:: EXERCISE ::
What is needed is every line of the material that contains "attempted".

━━━━━ SUPPLIED RECORDS ━━━━━

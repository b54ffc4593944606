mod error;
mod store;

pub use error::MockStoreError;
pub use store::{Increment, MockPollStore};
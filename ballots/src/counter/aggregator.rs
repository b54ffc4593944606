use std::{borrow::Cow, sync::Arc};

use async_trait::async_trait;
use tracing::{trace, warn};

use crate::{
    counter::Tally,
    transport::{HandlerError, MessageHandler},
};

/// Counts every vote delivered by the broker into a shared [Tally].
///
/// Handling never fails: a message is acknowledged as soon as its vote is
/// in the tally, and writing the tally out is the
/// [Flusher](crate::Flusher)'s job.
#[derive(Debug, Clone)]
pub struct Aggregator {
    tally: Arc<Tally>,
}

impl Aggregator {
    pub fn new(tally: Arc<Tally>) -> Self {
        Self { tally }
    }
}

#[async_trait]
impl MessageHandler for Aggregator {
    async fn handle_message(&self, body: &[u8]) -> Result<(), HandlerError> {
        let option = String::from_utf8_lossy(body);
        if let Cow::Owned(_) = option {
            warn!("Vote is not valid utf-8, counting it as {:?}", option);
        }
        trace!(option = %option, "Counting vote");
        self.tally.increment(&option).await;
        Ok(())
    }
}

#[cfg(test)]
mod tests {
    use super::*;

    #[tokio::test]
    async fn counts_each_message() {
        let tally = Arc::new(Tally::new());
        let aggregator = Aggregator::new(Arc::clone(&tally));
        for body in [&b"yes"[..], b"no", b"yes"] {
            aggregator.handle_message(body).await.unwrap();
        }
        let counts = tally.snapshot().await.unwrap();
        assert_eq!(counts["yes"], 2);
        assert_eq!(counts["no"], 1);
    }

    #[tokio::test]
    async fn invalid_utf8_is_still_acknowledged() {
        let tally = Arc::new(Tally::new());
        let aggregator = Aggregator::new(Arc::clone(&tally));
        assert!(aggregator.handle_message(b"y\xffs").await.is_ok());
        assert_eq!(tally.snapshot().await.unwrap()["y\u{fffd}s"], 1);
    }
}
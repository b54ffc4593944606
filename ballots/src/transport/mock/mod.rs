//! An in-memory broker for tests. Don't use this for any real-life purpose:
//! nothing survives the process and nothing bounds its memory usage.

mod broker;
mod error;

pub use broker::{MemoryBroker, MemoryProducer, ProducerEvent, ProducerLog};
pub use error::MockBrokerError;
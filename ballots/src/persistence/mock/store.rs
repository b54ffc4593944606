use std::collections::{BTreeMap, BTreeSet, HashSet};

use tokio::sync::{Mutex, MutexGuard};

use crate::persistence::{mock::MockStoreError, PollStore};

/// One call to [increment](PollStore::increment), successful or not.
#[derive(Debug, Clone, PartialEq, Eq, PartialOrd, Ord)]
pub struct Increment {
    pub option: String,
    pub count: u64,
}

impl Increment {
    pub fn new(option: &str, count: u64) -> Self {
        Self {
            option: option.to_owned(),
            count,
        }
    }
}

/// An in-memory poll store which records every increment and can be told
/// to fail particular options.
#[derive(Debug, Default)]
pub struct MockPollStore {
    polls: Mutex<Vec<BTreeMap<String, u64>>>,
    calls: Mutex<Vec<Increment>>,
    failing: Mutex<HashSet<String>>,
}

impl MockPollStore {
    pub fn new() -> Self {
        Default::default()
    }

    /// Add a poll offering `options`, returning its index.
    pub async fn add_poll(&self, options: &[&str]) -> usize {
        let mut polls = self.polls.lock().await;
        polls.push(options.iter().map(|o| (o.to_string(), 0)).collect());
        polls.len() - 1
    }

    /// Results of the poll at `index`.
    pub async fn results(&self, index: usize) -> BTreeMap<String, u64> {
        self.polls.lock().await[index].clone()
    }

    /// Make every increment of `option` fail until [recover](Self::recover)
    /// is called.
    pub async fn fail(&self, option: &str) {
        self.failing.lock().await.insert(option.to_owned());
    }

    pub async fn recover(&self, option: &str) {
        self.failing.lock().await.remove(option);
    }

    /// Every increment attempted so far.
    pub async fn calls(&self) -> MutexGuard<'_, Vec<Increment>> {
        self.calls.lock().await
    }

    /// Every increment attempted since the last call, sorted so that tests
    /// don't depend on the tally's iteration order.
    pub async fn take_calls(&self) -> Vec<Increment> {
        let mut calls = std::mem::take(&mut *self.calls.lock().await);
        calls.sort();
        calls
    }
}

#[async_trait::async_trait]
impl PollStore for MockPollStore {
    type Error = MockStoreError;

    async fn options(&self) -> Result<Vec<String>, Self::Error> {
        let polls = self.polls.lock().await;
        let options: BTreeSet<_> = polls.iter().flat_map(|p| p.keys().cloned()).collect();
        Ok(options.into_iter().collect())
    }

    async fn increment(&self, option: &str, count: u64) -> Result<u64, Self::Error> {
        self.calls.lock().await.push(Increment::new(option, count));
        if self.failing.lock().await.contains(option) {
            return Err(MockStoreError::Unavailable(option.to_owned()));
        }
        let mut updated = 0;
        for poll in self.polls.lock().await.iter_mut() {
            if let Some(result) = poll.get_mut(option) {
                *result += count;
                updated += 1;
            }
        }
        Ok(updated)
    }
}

━━━━━
━━━━━ SUPPLIED RECORDS ━━━━━

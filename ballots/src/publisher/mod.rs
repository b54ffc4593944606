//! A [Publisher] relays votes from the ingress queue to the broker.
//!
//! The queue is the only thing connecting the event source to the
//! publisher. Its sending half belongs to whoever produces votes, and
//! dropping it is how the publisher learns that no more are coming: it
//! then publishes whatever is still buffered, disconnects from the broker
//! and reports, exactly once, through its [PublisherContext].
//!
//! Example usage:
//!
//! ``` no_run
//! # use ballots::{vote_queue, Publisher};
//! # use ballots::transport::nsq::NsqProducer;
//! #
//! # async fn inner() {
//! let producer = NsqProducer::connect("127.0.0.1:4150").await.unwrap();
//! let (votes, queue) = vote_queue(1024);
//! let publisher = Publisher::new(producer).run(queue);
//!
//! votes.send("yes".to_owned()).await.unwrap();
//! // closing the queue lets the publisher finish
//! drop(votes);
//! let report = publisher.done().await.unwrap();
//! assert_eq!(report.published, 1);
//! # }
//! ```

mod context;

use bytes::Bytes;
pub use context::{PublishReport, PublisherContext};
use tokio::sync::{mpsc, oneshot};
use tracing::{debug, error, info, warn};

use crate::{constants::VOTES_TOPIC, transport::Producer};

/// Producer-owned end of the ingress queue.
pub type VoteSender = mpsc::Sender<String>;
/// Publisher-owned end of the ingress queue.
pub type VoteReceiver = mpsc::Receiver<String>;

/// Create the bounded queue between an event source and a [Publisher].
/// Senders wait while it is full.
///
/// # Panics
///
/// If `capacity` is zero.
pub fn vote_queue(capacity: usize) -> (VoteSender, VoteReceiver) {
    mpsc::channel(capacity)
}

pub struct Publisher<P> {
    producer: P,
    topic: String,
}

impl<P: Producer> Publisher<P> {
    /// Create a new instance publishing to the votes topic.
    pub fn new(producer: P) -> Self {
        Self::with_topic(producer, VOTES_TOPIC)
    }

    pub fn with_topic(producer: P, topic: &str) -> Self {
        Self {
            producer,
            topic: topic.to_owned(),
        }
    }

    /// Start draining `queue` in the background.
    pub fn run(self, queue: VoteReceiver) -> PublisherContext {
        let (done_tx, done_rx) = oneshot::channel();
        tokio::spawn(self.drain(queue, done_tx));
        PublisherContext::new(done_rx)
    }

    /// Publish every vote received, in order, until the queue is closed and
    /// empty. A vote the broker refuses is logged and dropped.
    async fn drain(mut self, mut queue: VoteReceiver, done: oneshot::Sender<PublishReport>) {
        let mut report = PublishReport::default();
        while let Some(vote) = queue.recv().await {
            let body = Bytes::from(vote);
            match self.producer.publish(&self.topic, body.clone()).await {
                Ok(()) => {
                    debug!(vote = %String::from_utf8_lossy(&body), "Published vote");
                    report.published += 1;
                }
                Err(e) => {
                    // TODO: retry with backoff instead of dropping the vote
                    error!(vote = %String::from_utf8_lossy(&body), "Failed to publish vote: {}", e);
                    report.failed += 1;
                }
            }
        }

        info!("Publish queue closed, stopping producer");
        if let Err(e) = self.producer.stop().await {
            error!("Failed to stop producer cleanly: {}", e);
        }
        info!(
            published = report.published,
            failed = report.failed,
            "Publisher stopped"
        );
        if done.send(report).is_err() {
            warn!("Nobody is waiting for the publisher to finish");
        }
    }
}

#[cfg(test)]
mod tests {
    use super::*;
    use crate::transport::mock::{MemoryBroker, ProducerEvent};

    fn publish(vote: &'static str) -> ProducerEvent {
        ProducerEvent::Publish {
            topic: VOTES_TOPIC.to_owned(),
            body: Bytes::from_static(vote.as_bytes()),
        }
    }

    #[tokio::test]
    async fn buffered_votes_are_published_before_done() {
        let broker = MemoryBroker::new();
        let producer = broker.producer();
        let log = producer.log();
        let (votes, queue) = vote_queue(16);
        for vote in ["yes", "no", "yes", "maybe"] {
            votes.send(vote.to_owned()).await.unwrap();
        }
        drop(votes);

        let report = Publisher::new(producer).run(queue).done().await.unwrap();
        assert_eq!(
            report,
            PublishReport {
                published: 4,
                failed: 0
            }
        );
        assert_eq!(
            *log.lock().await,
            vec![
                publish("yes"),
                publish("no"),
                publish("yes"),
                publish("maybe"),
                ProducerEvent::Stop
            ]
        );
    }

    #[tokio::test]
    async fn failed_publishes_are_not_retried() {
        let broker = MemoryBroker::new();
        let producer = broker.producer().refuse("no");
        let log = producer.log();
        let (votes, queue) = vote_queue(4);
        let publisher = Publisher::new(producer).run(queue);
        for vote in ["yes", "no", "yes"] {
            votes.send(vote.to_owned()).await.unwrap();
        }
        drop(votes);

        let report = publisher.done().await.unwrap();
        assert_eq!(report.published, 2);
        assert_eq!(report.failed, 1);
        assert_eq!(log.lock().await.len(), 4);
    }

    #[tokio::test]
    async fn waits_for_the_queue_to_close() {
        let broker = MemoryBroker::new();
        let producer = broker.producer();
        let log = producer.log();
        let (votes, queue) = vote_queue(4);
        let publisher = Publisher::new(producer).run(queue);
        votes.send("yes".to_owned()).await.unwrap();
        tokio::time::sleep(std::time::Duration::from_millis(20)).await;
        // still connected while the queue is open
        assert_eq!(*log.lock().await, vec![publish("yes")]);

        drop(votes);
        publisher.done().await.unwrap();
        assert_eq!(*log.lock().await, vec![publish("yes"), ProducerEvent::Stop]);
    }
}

━━━━━
━━━━━ SUPPLIED RECORDS ━━━━━

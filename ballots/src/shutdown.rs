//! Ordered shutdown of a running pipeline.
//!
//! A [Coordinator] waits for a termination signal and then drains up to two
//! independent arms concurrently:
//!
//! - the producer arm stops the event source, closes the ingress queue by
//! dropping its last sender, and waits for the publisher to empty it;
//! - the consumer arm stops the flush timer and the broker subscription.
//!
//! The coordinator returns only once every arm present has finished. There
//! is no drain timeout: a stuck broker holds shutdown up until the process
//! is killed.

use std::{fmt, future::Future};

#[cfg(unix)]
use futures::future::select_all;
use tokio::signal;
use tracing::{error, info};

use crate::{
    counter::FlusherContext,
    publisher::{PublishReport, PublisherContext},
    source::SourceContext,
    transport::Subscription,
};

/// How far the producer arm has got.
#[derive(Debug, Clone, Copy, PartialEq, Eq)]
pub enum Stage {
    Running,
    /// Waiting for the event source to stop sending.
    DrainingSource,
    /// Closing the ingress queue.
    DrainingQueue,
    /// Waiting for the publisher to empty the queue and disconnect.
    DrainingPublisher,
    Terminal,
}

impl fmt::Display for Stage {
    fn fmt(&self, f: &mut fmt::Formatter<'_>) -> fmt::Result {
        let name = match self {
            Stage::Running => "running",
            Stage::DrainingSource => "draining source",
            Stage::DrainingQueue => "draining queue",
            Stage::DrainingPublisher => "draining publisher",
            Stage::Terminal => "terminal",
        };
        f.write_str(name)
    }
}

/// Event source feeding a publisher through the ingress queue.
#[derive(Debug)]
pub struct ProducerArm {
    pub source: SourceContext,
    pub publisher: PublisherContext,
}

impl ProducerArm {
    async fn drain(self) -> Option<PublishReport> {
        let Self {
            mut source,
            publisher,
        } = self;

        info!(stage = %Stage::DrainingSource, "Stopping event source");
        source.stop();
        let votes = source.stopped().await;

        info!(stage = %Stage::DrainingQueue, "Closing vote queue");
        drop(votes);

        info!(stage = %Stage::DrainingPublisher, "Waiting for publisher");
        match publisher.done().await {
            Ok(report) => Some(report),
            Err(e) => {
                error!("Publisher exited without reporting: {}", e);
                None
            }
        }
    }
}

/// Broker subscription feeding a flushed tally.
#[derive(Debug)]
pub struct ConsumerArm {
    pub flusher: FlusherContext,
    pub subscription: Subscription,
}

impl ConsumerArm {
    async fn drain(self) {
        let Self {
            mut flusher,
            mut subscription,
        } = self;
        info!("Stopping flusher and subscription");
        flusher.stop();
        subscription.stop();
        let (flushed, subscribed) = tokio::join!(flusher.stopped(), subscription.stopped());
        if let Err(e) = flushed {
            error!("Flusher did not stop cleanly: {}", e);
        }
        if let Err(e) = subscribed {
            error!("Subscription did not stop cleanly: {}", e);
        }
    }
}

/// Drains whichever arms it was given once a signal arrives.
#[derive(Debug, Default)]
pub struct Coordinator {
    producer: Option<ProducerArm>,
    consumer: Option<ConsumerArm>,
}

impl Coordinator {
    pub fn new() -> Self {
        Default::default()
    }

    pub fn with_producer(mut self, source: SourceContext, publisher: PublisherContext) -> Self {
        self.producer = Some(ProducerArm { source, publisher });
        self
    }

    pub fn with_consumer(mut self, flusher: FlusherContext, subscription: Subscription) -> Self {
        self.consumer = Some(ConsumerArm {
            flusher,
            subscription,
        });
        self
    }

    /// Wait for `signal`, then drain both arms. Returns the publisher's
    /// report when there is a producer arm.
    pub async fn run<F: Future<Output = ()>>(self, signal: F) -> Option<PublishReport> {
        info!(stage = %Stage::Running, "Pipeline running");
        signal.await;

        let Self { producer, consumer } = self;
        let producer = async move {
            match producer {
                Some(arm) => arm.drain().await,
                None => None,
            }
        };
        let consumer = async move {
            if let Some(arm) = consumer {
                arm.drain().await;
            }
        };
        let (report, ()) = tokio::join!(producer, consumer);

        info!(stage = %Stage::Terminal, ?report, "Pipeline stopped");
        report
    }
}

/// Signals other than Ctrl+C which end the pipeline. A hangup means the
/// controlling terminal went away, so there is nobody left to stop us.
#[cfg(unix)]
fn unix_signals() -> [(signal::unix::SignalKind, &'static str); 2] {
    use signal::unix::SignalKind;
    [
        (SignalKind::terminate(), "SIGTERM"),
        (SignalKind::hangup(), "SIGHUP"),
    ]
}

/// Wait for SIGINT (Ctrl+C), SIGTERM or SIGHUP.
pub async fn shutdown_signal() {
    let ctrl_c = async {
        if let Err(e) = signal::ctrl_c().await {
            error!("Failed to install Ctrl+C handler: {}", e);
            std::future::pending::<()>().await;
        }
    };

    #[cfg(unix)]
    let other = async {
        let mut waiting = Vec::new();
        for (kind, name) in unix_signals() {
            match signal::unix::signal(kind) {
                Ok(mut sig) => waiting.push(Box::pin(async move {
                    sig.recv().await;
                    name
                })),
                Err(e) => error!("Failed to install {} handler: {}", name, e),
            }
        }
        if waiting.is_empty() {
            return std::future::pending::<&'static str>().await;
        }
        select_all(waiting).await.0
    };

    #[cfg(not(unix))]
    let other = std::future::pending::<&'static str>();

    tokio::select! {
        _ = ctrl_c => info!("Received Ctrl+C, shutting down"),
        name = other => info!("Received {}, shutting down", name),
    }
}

━━━━━

:: SOLUTION ::
    /// Every increment attempted so far.
    /// Every increment attempted since the last call, sorted so that tests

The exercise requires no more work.